→ **EXERCISE AIM**
In full and without alteration, return the records below.

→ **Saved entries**
====

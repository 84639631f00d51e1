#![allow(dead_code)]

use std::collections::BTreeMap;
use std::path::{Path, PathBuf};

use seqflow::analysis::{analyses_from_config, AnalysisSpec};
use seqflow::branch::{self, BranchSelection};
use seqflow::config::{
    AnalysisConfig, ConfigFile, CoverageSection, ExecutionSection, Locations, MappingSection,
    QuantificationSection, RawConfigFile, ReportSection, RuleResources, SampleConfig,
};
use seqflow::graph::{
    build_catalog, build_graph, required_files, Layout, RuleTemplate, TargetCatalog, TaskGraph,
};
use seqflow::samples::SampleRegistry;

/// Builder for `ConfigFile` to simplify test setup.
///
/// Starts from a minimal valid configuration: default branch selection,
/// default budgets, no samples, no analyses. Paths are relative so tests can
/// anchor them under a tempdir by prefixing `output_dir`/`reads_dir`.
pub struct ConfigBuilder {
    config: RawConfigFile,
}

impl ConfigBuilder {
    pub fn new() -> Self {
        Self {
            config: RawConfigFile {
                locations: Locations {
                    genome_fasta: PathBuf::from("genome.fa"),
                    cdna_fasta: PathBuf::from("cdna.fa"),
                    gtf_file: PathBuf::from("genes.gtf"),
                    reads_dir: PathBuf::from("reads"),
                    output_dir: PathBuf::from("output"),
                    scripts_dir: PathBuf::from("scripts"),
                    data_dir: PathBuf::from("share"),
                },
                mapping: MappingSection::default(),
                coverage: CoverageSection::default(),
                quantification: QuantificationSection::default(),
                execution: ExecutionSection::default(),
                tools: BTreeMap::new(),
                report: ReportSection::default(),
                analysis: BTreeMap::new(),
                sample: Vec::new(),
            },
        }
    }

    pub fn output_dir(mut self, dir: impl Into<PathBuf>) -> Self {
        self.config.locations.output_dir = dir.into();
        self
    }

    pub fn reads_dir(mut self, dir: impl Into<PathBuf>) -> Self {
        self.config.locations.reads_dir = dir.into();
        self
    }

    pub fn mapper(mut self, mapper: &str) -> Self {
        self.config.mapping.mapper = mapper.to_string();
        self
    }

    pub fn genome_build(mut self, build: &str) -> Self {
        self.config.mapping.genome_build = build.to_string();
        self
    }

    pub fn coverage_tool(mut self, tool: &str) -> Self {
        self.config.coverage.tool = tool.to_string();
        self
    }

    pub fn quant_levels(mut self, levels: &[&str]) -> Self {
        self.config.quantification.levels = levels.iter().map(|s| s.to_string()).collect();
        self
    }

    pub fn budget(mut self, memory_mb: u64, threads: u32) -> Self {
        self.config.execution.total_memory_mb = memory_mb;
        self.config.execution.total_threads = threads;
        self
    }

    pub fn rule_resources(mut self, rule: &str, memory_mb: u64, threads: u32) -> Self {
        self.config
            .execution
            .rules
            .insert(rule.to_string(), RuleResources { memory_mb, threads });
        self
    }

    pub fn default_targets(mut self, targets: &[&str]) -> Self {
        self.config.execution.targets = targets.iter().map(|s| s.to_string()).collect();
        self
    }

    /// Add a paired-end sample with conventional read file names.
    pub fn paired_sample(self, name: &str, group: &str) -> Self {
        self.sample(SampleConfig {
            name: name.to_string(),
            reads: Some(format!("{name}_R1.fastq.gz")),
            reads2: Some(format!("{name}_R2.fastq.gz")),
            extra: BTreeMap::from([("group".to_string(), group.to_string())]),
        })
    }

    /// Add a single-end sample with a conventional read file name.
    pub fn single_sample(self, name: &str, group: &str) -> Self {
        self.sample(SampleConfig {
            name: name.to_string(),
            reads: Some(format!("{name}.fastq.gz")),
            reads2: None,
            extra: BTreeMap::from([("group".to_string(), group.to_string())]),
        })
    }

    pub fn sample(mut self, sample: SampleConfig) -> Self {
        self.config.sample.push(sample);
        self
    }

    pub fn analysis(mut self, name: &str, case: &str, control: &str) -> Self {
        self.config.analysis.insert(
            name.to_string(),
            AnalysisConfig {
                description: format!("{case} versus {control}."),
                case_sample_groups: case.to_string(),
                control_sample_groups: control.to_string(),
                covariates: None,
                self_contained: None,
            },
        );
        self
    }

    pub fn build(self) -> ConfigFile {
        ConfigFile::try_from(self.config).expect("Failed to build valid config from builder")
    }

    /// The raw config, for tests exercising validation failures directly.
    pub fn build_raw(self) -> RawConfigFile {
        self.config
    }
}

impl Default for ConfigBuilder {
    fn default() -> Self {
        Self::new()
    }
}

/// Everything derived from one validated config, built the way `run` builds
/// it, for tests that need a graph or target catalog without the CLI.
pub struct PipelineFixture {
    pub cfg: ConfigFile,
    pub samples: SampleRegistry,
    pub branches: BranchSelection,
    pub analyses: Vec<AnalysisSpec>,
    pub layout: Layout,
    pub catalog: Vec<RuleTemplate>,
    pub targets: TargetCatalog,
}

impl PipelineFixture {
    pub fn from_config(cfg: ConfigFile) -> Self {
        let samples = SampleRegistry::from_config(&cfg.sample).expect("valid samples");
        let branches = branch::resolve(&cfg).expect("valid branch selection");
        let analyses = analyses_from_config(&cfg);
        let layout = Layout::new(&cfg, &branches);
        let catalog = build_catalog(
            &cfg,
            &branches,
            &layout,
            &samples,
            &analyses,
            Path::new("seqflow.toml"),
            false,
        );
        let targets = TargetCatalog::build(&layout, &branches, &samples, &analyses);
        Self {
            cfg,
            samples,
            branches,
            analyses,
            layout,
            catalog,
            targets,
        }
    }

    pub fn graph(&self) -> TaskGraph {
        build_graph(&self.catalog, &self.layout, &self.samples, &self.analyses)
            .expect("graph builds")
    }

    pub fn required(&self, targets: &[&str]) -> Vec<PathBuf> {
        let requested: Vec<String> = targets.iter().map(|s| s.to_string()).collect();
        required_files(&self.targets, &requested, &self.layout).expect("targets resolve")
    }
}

====

→ **RESULT BELOW**
repository 84639631f00d51e1
#![allow(dead_code)]

use std::collections::BTreeMap;
use std::path::{Path, PathBuf};

use seqflow::analysis::{analyses_from_config, AnalysisSpec};
use seqflow::branch::{self, BranchSelection};
use seqflow::config::{
    AnalysisConfig, ConfigFile, CoverageSection, ExecutionSection, Locations, MappingSection,
    QuantificationSection, RawConfigFile, ReportSection, RuleResources, SampleConfig,
};
use seqflow::graph::{
    build_catalog, build_graph, required_files, Layout, RuleTemplate, TargetCatalog, TaskGraph,
};
use seqflow::samples::SampleRegistry;

/// Builder for `ConfigFile` to simplify test setup.
///
/// Starts from a minimal valid configuration: default branch selection,
/// default budgets, no samples, no analyses. Paths are relative so tests can
/// anchor them under a tempdir by prefixing `output_dir`/`reads_dir`.
pub struct ConfigBuilder {
    config: RawConfigFile,
}

impl ConfigBuilder {
    pub fn new() -> Self {
        Self {
            config: RawConfigFile {
                locations: Locations {
                    genome_fasta: PathBuf::from("genome.fa"),
                    cdna_fasta: PathBuf::from("cdna.fa"),
                    gtf_file: PathBuf::from("genes.gtf"),
                    reads_dir: PathBuf::from("reads"),
                    output_dir: PathBuf::from("output"),
                    scripts_dir: PathBuf::from("scripts"),
                    data_dir: PathBuf::from("share"),
                },
                mapping: MappingSection::default(),
                coverage: CoverageSection::default(),
                quantification: QuantificationSection::default(),
                execution: ExecutionSection::default(),
                tools: BTreeMap::new(),
                report: ReportSection::default(),
                analysis: BTreeMap::new(),
                sample: Vec::new(),
            },
        }
    }

    pub fn output_dir(mut self, dir: impl Into<PathBuf>) -> Self {
        self.config.locations.output_dir = dir.into();
        self
    }

    pub fn reads_dir(mut self, dir: impl Into<PathBuf>) -> Self {
        self.config.locations.reads_dir = dir.into();
        self
    }

    pub fn mapper(mut self, mapper: &str) -> Self {
        self.config.mapping.mapper = mapper.to_string();
        self
    }

    pub fn genome_build(mut self, build: &str) -> Self {
        self.config.mapping.genome_build = build.to_string();
        self
    }

    pub fn coverage_tool(mut self, tool: &str) -> Self {
        self.config.coverage.tool = tool.to_string();
        self
    }

    pub fn quant_levels(mut self, levels: &[&str]) -> Self {
        self.config.quantification.levels = levels.iter().map(|s| s.to_string()).collect();
        self
    }

    pub fn budget(mut self, memory_mb: u64, threads: u32) -> Self {
        self.config.execution.total_memory_mb = memory_mb;
        self.config.execution.total_threads = threads;
        self
    }

    pub fn rule_resources(mut self, rule: &str, memory_mb: u64, threads: u32) -> Self {
        self.config
            .execution
            .rules
            .insert(rule.to_string(), RuleResources { memory_mb, threads });
        self
    }

    pub fn default_targets(mut self, targets: &[&str]) -> Self {
        self.config.execution.targets = targets.iter().map(|s| s.to_string()).collect();
        self
    }

    /// Add a paired-end sample with conventional read file names.
    pub fn paired_sample(self, name: &str, group: &str) -> Self {
        self.sample(SampleConfig {
            name: name.to_string(),
            reads: Some(format!("{name}_R1.fastq.gz")),
            reads2: Some(format!("{name}_R2.fastq.gz")),
            extra: BTreeMap::from([("group".to_string(), group.to_string())]),
        })
    }

    /// Add a single-end sample with a conventional read file name.
    pub fn single_sample(self, name: &str, group: &str) -> Self {
        self.sample(SampleConfig {
            name: name.to_string(),
            reads: Some(format!("{name}.fastq.gz")),
            reads2: None,
            extra: BTreeMap::from([("group".to_string(), group.to_string())]),
        })
    }

    pub fn sample(mut self, sample: SampleConfig) -> Self {
        self.config.sample.push(sample);
        self
    }

    pub fn analysis(mut self, name: &str, case: &str, control: &str) -> Self {
        self.config.analysis.insert(
            name.to_string(),
            AnalysisConfig {
                description: format!("{case} versus {control}."),
                case_sample_groups: case.to_string(),
                control_sample_groups: control.to_string(),
                covariates: None,
                self_contained: None,
            },
        );
        self
    }

    pub fn build(self) -> ConfigFile {
        ConfigFile::try_from(self.config).expect("Failed to build valid config from builder")
    }

    /// The raw config, for tests exercising validation failures directly.
    pub fn build_raw(self) -> RawConfigFile {
        self.config
    }
}

impl Default for ConfigBuilder {
    fn default() -> Self {
        Self::new()
    }
}

/// Everything derived from one validated config, built the way `run` builds
/// it, for tests that need a graph or target catalog without the CLI.
pub struct PipelineFixture {
    pub cfg: ConfigFile,
    pub samples: SampleRegistry,
    pub branches: BranchSelection,
    pub analyses: Vec<AnalysisSpec>,
    pub layout: Layout,
    pub catalog: Vec<RuleTemplate>,
    pub targets: TargetCatalog,
}

impl PipelineFixture {
    pub fn from_config(cfg: ConfigFile) -> Self {
        let samples = SampleRegistry::from_config(&cfg.sample).expect("valid samples");
        let branches = branch::resolve(&cfg).expect("valid branch selection");
        let analyses = analyses_from_config(&cfg);
        let layout = Layout::new(&cfg, &branches);
        let catalog = build_catalog(
            &cfg,
            &branches,
            &layout,
            &samples,
            &analyses,
            Path::new("seqflow.toml"),
            false,
        );
        let targets = TargetCatalog::build(&layout, &branches, &samples, &analyses);
        Self {
            cfg,
            samples,
            branches,
            analyses,
            layout,
            catalog,
            targets,
        }
    }

    pub fn graph(&self) -> TaskGraph {
        build_graph(&self.catalog, &self.layout, &self.samples, &self.analyses)
            .expect("graph builds")
    }

    pub fn required(&self, targets: &[&str]) -> Vec<PathBuf> {
        let requested: Vec<String> = targets.iter().map(|s| s.to_string()).collect();
        required_files(&self.targets, &requested, &self.layout).expect("targets resolve")
    }
}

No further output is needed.